Canberra Health Services (CHS) Deputy CEO, Dave Peffer at the COVID-19 surge centre
Canberra Health Services Deputy CEO, Dave Peffer said the Garran Oval field hospital would only come online if a number of triggers were met. Photos Kerrie Brewer.

Having currently cost around $14 million, the ACT’s rapidly produced temporary COVID-19 surge centre that has commandeered Garran Oval, adjacent to Canberra Hospital, is now ready for action.

However, if the Territory’s current trajectory continues – with no active cases, and only five new instances of COVID-19 having been recorded since 10 April – it might never be activated.

And that wouldn’t upset anyone in the Territory, including health officials.

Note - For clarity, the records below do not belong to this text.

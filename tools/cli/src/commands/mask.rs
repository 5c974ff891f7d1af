use std::path::PathBuf;

use clap::Args;
use log::info;
use nirust::post_proc::{mask_hemisphere, Hemisphere};
use nirust::{ParcResult, Volume};

use super::{Context, Execute};

#[derive(Debug, Args)]
pub struct MaskArgs {
    /// 要掩膜的 NIfTI 影像.
    pub input: PathBuf,
    /// 输出 NIfTI 文件路径.
    pub output: PathBuf,
    /// 要掩膜的半球: left 或 right.
    pub side: Hemisphere,
}

impl Execute for MaskArgs {
    fn execute(&self, _ctx: &Context) -> ParcResult<()> {
        info!("Running mask-hemi command...");
        let volume = Volume::open(&self.input)?;
        mask_hemisphere(&volume, self.side).save(&self.output)?;
        info!("Saved masked image at {:?}", self.output);
        Ok(())
    }
}
use std::path::PathBuf;

use clap::Args;
use log::info;
use nirust::consts::DEFAULT_GRID_TOLERANCE;
use nirust::{GridAttr, ParcResult, Parcellator, Reducer, Volume};

use super::{Context, Execute};
use crate::profile::Profile;
use crate::result;

#[derive(Debug, Args)]
pub struct ParcellateArgs {
    /// 要分区的 NIfTI 影像 (3D 或 4D).
    pub input: PathBuf,
    /// 分区图谱: NIfTI 文件路径, 或图谱库中的图谱名.
    pub parcellation: String,
    /// 输出 .tsv 文件路径.
    pub output: PathBuf,
    /// 区域内体素值的归约策略: mean, sum, median, std.
    #[arg(long, default_value_t = Reducer::Mean)]
    pub reducer: Reducer,
    /// 判定两个网格一致时允许的仿射矩阵误差.
    #[arg(long, default_value_t = DEFAULT_GRID_TOLERANCE)]
    pub tolerance: f64,
}

impl Execute for ParcellateArgs {
    fn execute(&self, ctx: &Context) -> ParcResult<()> {
        info!("Running parcellate command...");
        let mut profile = Profile::new();

        let source = Volume::open(&self.input)?;
        let atlas = ctx.open_atlas(&self.parcellation)?;
        info!(
            "Image {:?} x {} frame(s), atlas {:?} with {} label(s)",
            source.shape(),
            source.frames(),
            atlas.shape(),
            atlas.labels().len()
        );
        profile.stage("load");

        let table = Parcellator::new()
            .reducer(self.reducer)
            .tolerance(self.tolerance)
            .run(&source, &atlas)?;
        profile.stage("parcellate");

        table.save_tsv(&self.output)?;
        info!("Saved region table at {:?}", self.output);
        profile.stage("save");

        result::log_summary("parcellate", Some(&table), &profile);
        Ok(())
    }
}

“No one buys insurance hoping they will crash their car, you have it in case, and this is certainly part of our ‘in case’ plan for the Territory,” said Canberra Health Services (CHS) Deputy CEO, Dave Peffer.

The centre received a certificate of occupancy on Friday 15 May, but even if another COVID-19 outbreak, or wave, were to hit the ACT, the Garran Oval field hospital would only come online if a number of triggers were met.

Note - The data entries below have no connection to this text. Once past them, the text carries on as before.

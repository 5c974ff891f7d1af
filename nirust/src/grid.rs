//! 体素网格描述符.
//!
//! 网格由体素个数三元组 `(nx, ny, nz)` 和一个 4x4 仿射矩阵组成, 仿射矩阵把体素索引
//! `(i, j, k, 1)` 映射到物理 (世界) 坐标 `(x, y, z, 1)`. 仿射矩阵的最后一行总是视为
//! `(0, 0, 0, 1)`.

use crate::consts::{DEFAULT_GRID_TOLERANCE, QUATERNION_TOLERANCE, SINGULAR_EPSILON};
use crate::error::{ParcError, ParcResult};
use crate::Idx3d;
use log::warn;
use nalgebra::{Matrix4, RowVector4, Vector3, Vector4};
use nifti::NiftiHeader;

#[cfg(feature = "serde")]
use serde::{Deserialize, Serialize};

/// 4x4 仿射矩阵.
pub type Affine = Matrix4<f64>;

/// 三维坐标 (体素坐标或世界坐标).
pub type Coord3d = (f64, f64, f64);

/// 体素网格描述符. 只读值对象, 构造后不再改变.
///
/// 构造时即计算逆仿射矩阵, 因此一个已存在的 `GridDescriptor` 总是可逆的.
/// 反序列化同样经过 [`GridDescriptor::new`].
#[derive(Debug, Clone, PartialEq)]
#[cfg_attr(
    feature = "serde",
    derive(Serialize, Deserialize),
    serde(try_from = "RawGrid", into = "RawGrid")
)]
pub struct GridDescriptor {
    shape: Idx3d,
    affine: Affine,
    inverse: Affine,
}

impl GridDescriptor {
    /// 由形状和仿射矩阵构建网格. 仿射矩阵的最后一行总是被置为 `(0, 0, 0, 1)`.
    ///
    /// 若仿射矩阵的线性部分不可逆, 则返回 [`ParcError::SingularGrid`].
    pub fn new(shape: Idx3d, affine: Affine) -> ParcResult<Self> {
        let mut affine = affine;
        affine.set_row(3, &RowVector4::new(0.0, 0.0, 0.0, 1.0));
        let det = affine.fixed_view::<3, 3>(0, 0).determinant();
        // NaN 也视为不可逆.
        if !(det.abs() >= SINGULAR_EPSILON) {
            return Err(ParcError::SingularGrid(det));
        }
        let inverse = affine.try_inverse().ok_or(ParcError::SingularGrid(det))?;
        Ok(Self {
            shape,
            affine,
            inverse,
        })
    }

    /// 体素间距为 `spacing`, 原点为 `origin`, 坐标轴与世界坐标轴对齐的网格.
    pub fn axis_aligned(shape: Idx3d, spacing: [f64; 3], origin: [f64; 3]) -> ParcResult<Self> {
        let mut affine = Affine::new_nonuniform_scaling(&Vector3::from(spacing));
        affine.fixed_view_mut::<3, 1>(0, 3).copy_from(&Vector3::from(origin));
        Self::new(shape, affine)
    }

    /// 从 NIfTI header 中读取网格. `shape` 为数据前三维的实际大小.
    ///
    /// 优先级: `sform_code > 0` 时使用 sform; 否则 `qform_code > 0` 时使用 qform;
    /// 否则退化为以 `pixdim` 为对角线的仿射矩阵.
    pub fn from_header(header: &NiftiHeader, shape: Idx3d) -> ParcResult<Self> {
        let affine = if header.sform_code > 0 {
            header.sform_affine::<f64>()
        } else if header.qform_code > 0 {
            qform_affine(header)?
        } else {
            warn!("NIfTI header has neither sform nor qform, falling back to pixdim scaling");
            let spacing = |v: f32| if v > 0.0 { v as f64 } else { 1.0 };
            let [_, dx, dy, dz, ..] = header.pixdim;
            Affine::new_nonuniform_scaling(&Vector3::new(spacing(dx), spacing(dy), spacing(dz)))
        };
        Self::new(shape, affine)
    }

    /// 将本网格写入 `header`: sform 记录仿射矩阵, `pixdim[1..4]` 记录体素间距.
    ///
    /// header 的其他字段 (时间间隔、描述、单位等) 保持不变.
    pub fn write_header(&self, header: &mut NiftiHeader) {
        header.set_affine(&self.affine);
    }

    /// 体素个数三元组 `(nx, ny, nz)`.
    #[inline]
    pub fn shape(&self) -> Idx3d {
        self.shape
    }

    /// 体素总数.
    #[inline]
    pub fn len(&self) -> usize {
        let (x, y, z) = self.shape;
        x * y * z
    }

    /// 网格是否不含任何体素.
    #[inline]
    pub fn is_empty(&self) -> bool {
        self.len() == 0
    }

    /// 体素索引 -> 世界坐标仿射矩阵.
    #[inline]
    pub fn affine(&self) -> &Affine {
        &self.affine
    }

    /// 世界坐标 -> 体素索引仿射矩阵.
    #[inline]
    pub fn inverse_affine(&self) -> &Affine {
        &self.inverse
    }

    /// 对体素索引 `(i, j, k)` 施加仿射变换, 得到世界坐标. 索引可以是小数.
    #[inline]
    pub fn voxel_to_world(&self, i: f64, j: f64, k: f64) -> Coord3d {
        apply(&self.affine, (i, j, k))
    }

    /// 对世界坐标 `(x, y, z)` 施加逆仿射变换, 得到 (小数) 体素索引.
    #[inline]
    pub fn world_to_voxel(&self, x: f64, y: f64, z: f64) -> Coord3d {
        apply(&self.inverse, (x, y, z))
    }

    /// 每个体素轴方向上的体素间距, 即仿射矩阵线性部分的列范数.
    pub fn voxel_size(&self) -> [f64; 3] {
        let linear = self.affine.fixed_view::<3, 3>(0, 0);
        [0, 1, 2].map(|c| linear.column(c).norm())
    }

    /// 检查索引 `(i, j, k)` 是否在网格范围内.
    #[inline]
    pub fn check(&self, (i, j, k): &Idx3d) -> bool {
        let (x, y, z) = self.shape;
        *i < x && *j < y && *k < z
    }

    /// 两个网格是否 "网格一致": 形状相同且仿射矩阵逐元素误差不超过 `tol`.
    pub fn is_grid_identical(&self, other: &Self, tol: f64) -> bool {
        self.shape == other.shape
            && self
                .affine
                .iter()
                .zip(other.affine.iter())
                .all(|(a, b)| (a - b).abs() <= tol)
    }

    /// 使用默认误差 [`DEFAULT_GRID_TOLERANCE`] 判断是否网格一致.
    #[inline]
    pub fn same_grid(&self, other: &Self) -> bool {
        self.is_grid_identical(other, DEFAULT_GRID_TOLERANCE)
    }

    /// 组合映射: 本网格的体素索引 -> 世界坐标 -> `other` 网格的 (小数) 体素索引.
    pub fn voxel_map_to(&self, other: &Self) -> VoxelMap {
        VoxelMap(other.inverse * self.affine)
    }
}

/// 从一个网格的体素索引到另一个网格体素索引的仿射映射.
#[derive(Debug, Clone, Copy, PartialEq)]
pub struct VoxelMap(Affine);

impl VoxelMap {
    /// 映射单个体素索引.
    #[inline]
    pub fn apply(&self, (i, j, k): Idx3d) -> Coord3d {
        apply(&self.0, (i as f64, j as f64, k as f64))
    }
}

#[inline]
fn apply(m: &Affine, (x, y, z): Coord3d) -> Coord3d {
    let p = m * Vector4::new(x, y, z, 1.0);
    (p.x, p.y, p.z)
}

/// 读取 qform. `nifti` 遇到负的体素间距或模长大于 1 的四元数时会 panic, 这里先行检查.
fn qform_affine(header: &NiftiHeader) -> ParcResult<Affine> {
    let [qfac, dx, dy, dz, ..] = header.pixdim;
    if dx < 0.0 || dy < 0.0 || dz < 0.0 {
        return Err(ParcError::InvalidHeader(format!(
            "negative qform spacing {:?}",
            [dx, dy, dz]
        )));
    }
    let (b, c, d) = (header.quatern_b, header.quatern_c, header.quatern_d);
    let norm2 = Vector3::new(b as f64, c as f64, d as f64).norm_squared();
    if !(norm2 <= 1.0 + QUATERNION_TOLERANCE) {
        return Err(ParcError::InvalidHeader(format!(
            "qform quaternion ({b}, {c}, {d}) is not a unit quaternion"
        )));
    }

    // qfac 只取符号, 0 视为 1.
    let mut header = header.clone();
    header.pixdim[0] = if qfac < 0.0 { -1.0 } else { 1.0 };
    Ok(header.qform_affine::<f64>())
}

/// 序列化时使用的原始形式: 形状与行优先的仿射矩阵.
#[cfg(feature = "serde")]
#[derive(Serialize, Deserialize)]
struct RawGrid {
    shape: Idx3d,
    affine: [[f64; 4]; 4],
}

#[cfg(feature = "serde")]
impl TryFrom<RawGrid> for GridDescriptor {
    type Error = ParcError;

    fn try_from(raw: RawGrid) -> ParcResult<Self> {
        Self::new(raw.shape, Affine::from_fn(|r, c| raw.affine[r][c]))
    }
}

#[cfg(feature = "serde")]
impl From<GridDescriptor> for RawGrid {
    fn from(grid: GridDescriptor) -> Self {
        let a = grid.affine;
        Self {
            shape: grid.shape,
            affine: std::array::from_fn(|r| std::array::from_fn(|c| a[(r, c)])),
        }
    }
}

“The first trigger is to shift us from current capacity to flex … If demand surpasses that level, we move into the surge phase. It’s at that point that we stand up and activate the surge centre,” Mr Peffer said.

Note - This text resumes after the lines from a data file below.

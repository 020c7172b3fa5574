//! Command-line interface for crewscope.
//!
//! Provides commands for classifying tool payloads, deriving the agent panel
//! from an execution log, listing the detection chain and showing the
//! resolved configuration.

use std::io::{self, IsTerminal, Read};
use std::path::{Path, PathBuf};
use std::time::Duration;

use anyhow::{Context, Result};
use clap::{Parser, Subcommand};
use serde_json::Value;

use crate::config;
use crate::core::{AgentTracker, Detector, EventLog, RouteOptions, Router};
use crate::domain::{AgentPanel, DataType, Manifest};
use crate::renderers::{default_registry, FALLBACK_COMPONENT};

/// crewscope - Execution-stream interpretation for multi-agent jobs
#[derive(Parser, Debug)]
#[command(name = "crewscope")]
#[command(author, version, about, long_about = None)]
pub struct Cli {
    #[command(subcommand)]
    pub command: Commands,
}

#[derive(Subcommand, Debug)]
pub enum Commands {
    /// Classify a tool payload and render it
    Detect {
        /// Payload file (reads from stdin if not provided)
        #[arg(short, long)]
        input: Option<PathBuf>,

        /// Force a data type instead of detecting one
        #[arg(long = "as", value_name = "TYPE")]
        as_type: Option<DataType>,

        /// Name of the tool that produced the payload
        #[arg(short, long)]
        tool: Option<String>,

        /// Print the detection result as JSON
        #[arg(long)]
        json: bool,
    },

    /// Derive per-agent status from a JSONL event log
    Agents {
        /// Event log (one JSON event per line)
        #[arg(short, long)]
        events: PathBuf,

        /// Crew manifest (YAML or JSON); defaults to the configured manifest
        #[arg(short, long)]
        manifest: Option<PathBuf>,

        /// Print the panel as JSON
        #[arg(long)]
        json: bool,

        /// Keep watching the log and print the panel as events arrive
        #[arg(short, long)]
        follow: bool,

        /// Poll interval for --follow
        #[arg(long, default_value = "1000")]
        interval_ms: u64,
    },

    /// List data types in detection priority order
    Types,

    /// Show resolved configuration (debug)
    Config,
}

impl Cli {
    /// Execute the CLI command
    pub async fn execute(self) -> Result<()> {
        match self.command {
            Commands::Detect {
                input,
                as_type,
                tool,
                json,
            } => detect_payload(input, as_type, tool.as_deref(), json),
            Commands::Agents {
                events,
                manifest,
                json,
                follow,
                interval_ms,
            } => {
                let manifest = load_manifest(manifest)?;
                if follow {
                    follow_agents(&events, manifest.as_ref(), json, interval_ms).await
                } else {
                    show_agents(&events, manifest.as_ref(), json).await
                }
            }
            Commands::Types => list_types(),
            Commands::Config => show_config(),
        }
    }
}

/// Classify and render one payload
fn detect_payload(
    input_file: Option<PathBuf>,
    as_type: Option<DataType>,
    tool: Option<&str>,
    json: bool,
) -> Result<()> {
    let input = if let Some(path) = input_file {
        std::fs::read_to_string(&path)
            .with_context(|| format!("Failed to read input file: {}", path.display()))?
    } else if !io::stdin().is_terminal() {
        let mut buffer = String::new();
        io::stdin()
            .read_to_string(&mut buffer)
            .context("Failed to read from stdin")?;
        buffer
    } else {
        anyhow::bail!("No input provided. Use --input <file> or pipe to stdin");
    };

    let payload = Value::String(input);
    let cfg = config::config()?;
    let mut router = Router::with_capacity(default_registry()?, cfg.cache_capacity);
    let options = RouteOptions {
        override_type: as_type,
        tool_name: tool,
    };

    if json {
        let resolution = router.resolve_with(&payload, options);
        match resolution.detection() {
            Some(detection) => println!("{}", serde_json::to_string_pretty(detection)?),
            None => println!("null"),
        }
        return Ok(());
    }

    if as_type.is_none() {
        if let Err(reason) = router.detect(&payload, tool) {
            eprintln!("[Nothing to show: {}]", reason);
            return Ok(());
        }
    }

    match router.render_with(&payload, options) {
        Some(view) => {
            println!("{}", view);
            if view.component == FALLBACK_COMPONENT {
                eprintln!("\n[No renderer registered, showing generic preview]");
            }
        }
        None => eprintln!("[Nothing to show]"),
    }

    Ok(())
}

/// Manifest from the flag, or from configuration
fn load_manifest(flag: Option<PathBuf>) -> Result<Option<Manifest>> {
    let path = match flag {
        Some(path) => Some(path),
        None => config::config()?.manifest.clone(),
    };

    path.map(|p| Manifest::from_file(&p)).transpose()
}

fn new_tracker() -> Result<AgentTracker> {
    let cfg = config::config()?;
    Ok(AgentTracker::with_reserved_names(cfg.reserved_names.iter().cloned()))
}

/// Derive the panel once
async fn show_agents(events_path: &Path, manifest: Option<&Manifest>, json: bool) -> Result<()> {
    let log = EventLog::new(events_path);
    let chunk = log.read_from(0).await?;

    let mut tracker = new_tracker()?;
    tracker.extend(&chunk.events);
    print_panel(&tracker.snapshot(manifest), json)?;

    if chunk.dropped > 0 {
        eprintln!("\n[{} malformed event(s) skipped]", chunk.dropped);
    }

    Ok(())
}

/// Tail the log, folding only newly appended events
async fn follow_agents(
    events_path: &Path,
    manifest: Option<&Manifest>,
    json: bool,
    interval_ms: u64,
) -> Result<()> {
    let log = EventLog::new(events_path);
    let mut tracker = new_tracker()?;
    let mut offset = 0u64;
    let mut first = true;
    let mut ticker = tokio::time::interval(Duration::from_millis(interval_ms.max(50)));

    loop {
        tokio::select! {
            _ = ticker.tick() => {}
            _ = tokio::signal::ctrl_c() => {
                eprintln!("\n[Stopped following {}]", events_path.display());
                return Ok(());
            }
        }

        let chunk = log.read_from(offset).await?;
        if chunk.next_offset < offset {
            // Log was truncated or rotated
            tracker = new_tracker()?;
        }
        offset = chunk.next_offset;

        if chunk.events.is_empty() && !first {
            continue;
        }
        first = false;

        tracker.extend(&chunk.events);
        tracing::debug!(applied = tracker.applied(), "Folded new events");
        print_panel(&tracker.snapshot(manifest), json)?;
        if !json {
            println!();
        }
    }
}

fn print_panel(panel: &AgentPanel, json: bool) -> Result<()> {
    if json {
        println!("{}", serde_json::to_string_pretty(panel)?);
        return Ok(());
    }

    if panel.agents.is_empty() {
        println!("No agents observed");
        return Ok(());
    }

    println!(
        "{:<2} {:<24} {:<8} {:<21} {:<10} {}",
        "", "AGENT", "STATUS", "LAST SEEN", "TOOL MS", "ACTION"
    );
    println!("{}", "-".repeat(90));

    for agent in &panel.agents {
        let marker = if panel.active_agent_name.as_deref() == Some(agent.agent_name.as_str()) {
            "▶"
        } else {
            ""
        };
        let seen = agent
            .last_seen_at
            .map(|t| t.format("%Y-%m-%d %H:%M:%S").to_string())
            .unwrap_or_else(|| "-".to_string());
        let duration = agent
            .last_tool_duration_ms
            .map(|d| d.to_string())
            .unwrap_or_else(|| "-".to_string());
        println!(
            "{:<2} {:<24} {:<8} {:<21} {:<10} {}",
            marker,
            agent.agent_name,
            agent.status.to_string(),
            seen,
            duration,
            agent.current_action_label
        );
    }

    Ok(())
}

/// Show detection priority and registered components
fn list_types() -> Result<()> {
    let detector = Detector::default();
    let registry = default_registry()?;

    println!("{:<4} {:<14} {}", "#", "TYPE", "COMPONENT");
    println!("{}", "-".repeat(36));
    for (i, data_type) in detector.priority().into_iter().enumerate() {
        let component = registry
            .lookup(data_type)
            .map(|r| r.name().to_string())
            .unwrap_or_else(|| format!("({})", FALLBACK_COMPONENT));
        println!("{:<4} {:<14} {}", i + 1, data_type, component);
    }

    Ok(())
}

/// Show resolved configuration
fn show_config() -> Result<()> {
    let config = config::config()?;

    println!("crewscope configuration:");
    match &config.config_file {
        Some(path) => println!("  Config file: {}", path.display()),
        None => println!("  Config file: (none, using defaults)"),
    }
    println!("  Cache capacity: {}", config.cache_capacity);
    println!("  Reserved agent names: {}", config.reserved_names.join(", "));
    match &config.manifest {
        Some(path) => println!("  Manifest: {}", path.display()),
        None => println!("  Manifest: (none)"),
    }

    Ok(())
}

inside the COVID-19 surge centre.
With four pods across the entire unit, and a maximum capacity of 51 patients, the COVID-19 surge centre has been designed in such a way that it has multiple pods that can be activated one after the other or all at the same time.

The facility itself is a remarkable feat considering it was designed in a week in partnership with the World Health Organization, and subsequently built in 37 days by around 100 contractors.

The materials used in the construction of the field hospital, which include heavy duty refrigeration panels, are highly durable.

It’s been built to withstand constant abrasive chemical cleaning, which would be critical in operation given the nature of COVID-19.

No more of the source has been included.